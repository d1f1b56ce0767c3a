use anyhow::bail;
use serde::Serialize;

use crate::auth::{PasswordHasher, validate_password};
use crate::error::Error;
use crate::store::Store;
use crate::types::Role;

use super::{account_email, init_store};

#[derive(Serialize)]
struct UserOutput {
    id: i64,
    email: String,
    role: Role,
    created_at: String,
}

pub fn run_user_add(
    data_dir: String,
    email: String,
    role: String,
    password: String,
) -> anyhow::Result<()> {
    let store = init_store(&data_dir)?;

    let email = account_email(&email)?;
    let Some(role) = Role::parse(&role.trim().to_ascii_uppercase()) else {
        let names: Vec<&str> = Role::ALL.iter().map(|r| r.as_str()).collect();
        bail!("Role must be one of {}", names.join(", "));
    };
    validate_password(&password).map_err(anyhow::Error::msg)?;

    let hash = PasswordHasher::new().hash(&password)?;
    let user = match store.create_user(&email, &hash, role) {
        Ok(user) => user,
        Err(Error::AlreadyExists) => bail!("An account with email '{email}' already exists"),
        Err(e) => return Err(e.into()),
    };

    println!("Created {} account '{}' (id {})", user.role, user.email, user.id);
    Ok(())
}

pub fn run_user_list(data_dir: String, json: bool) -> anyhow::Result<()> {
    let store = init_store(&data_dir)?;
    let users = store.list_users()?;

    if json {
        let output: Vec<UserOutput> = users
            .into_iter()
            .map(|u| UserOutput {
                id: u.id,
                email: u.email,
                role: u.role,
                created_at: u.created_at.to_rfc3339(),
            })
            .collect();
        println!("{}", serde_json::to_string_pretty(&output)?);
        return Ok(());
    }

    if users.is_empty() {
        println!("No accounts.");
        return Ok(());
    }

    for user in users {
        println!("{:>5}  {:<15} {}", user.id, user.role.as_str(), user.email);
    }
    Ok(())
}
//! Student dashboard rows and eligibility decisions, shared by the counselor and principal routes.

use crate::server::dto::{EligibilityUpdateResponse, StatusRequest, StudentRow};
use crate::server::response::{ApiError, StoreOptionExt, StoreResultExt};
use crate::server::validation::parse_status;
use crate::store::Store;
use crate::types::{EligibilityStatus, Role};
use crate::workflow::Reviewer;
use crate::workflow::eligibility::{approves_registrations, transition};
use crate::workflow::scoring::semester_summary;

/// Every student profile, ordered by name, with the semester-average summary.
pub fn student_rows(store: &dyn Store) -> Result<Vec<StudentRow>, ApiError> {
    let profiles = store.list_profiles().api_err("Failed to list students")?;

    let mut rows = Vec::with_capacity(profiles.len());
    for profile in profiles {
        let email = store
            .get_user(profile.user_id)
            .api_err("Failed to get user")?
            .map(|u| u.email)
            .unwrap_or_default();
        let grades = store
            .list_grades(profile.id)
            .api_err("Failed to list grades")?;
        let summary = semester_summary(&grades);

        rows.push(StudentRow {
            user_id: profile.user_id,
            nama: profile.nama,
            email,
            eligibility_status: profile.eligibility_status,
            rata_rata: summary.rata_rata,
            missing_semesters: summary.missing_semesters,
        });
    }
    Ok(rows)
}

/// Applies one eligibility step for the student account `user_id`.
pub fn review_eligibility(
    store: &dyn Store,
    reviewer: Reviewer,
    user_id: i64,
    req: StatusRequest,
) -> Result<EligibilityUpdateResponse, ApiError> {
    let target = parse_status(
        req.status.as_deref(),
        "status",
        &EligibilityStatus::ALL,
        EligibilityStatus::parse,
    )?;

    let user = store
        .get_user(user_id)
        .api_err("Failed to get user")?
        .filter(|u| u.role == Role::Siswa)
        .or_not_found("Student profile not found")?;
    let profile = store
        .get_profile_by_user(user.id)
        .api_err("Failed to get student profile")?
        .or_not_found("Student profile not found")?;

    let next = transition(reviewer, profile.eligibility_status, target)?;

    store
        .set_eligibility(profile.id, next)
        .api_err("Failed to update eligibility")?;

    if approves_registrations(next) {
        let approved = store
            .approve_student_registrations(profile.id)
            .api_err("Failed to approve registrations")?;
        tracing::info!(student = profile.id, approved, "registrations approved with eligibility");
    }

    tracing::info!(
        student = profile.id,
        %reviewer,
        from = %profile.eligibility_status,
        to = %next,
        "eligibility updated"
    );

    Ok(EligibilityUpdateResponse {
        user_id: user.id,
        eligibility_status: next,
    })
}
•••••
* _Your objective_: Your answer should consist of all lines in the listing above that contain "types".

* _Result below_:
use crate::types::Role;
use crate::types::{EligibilityStatus, Role};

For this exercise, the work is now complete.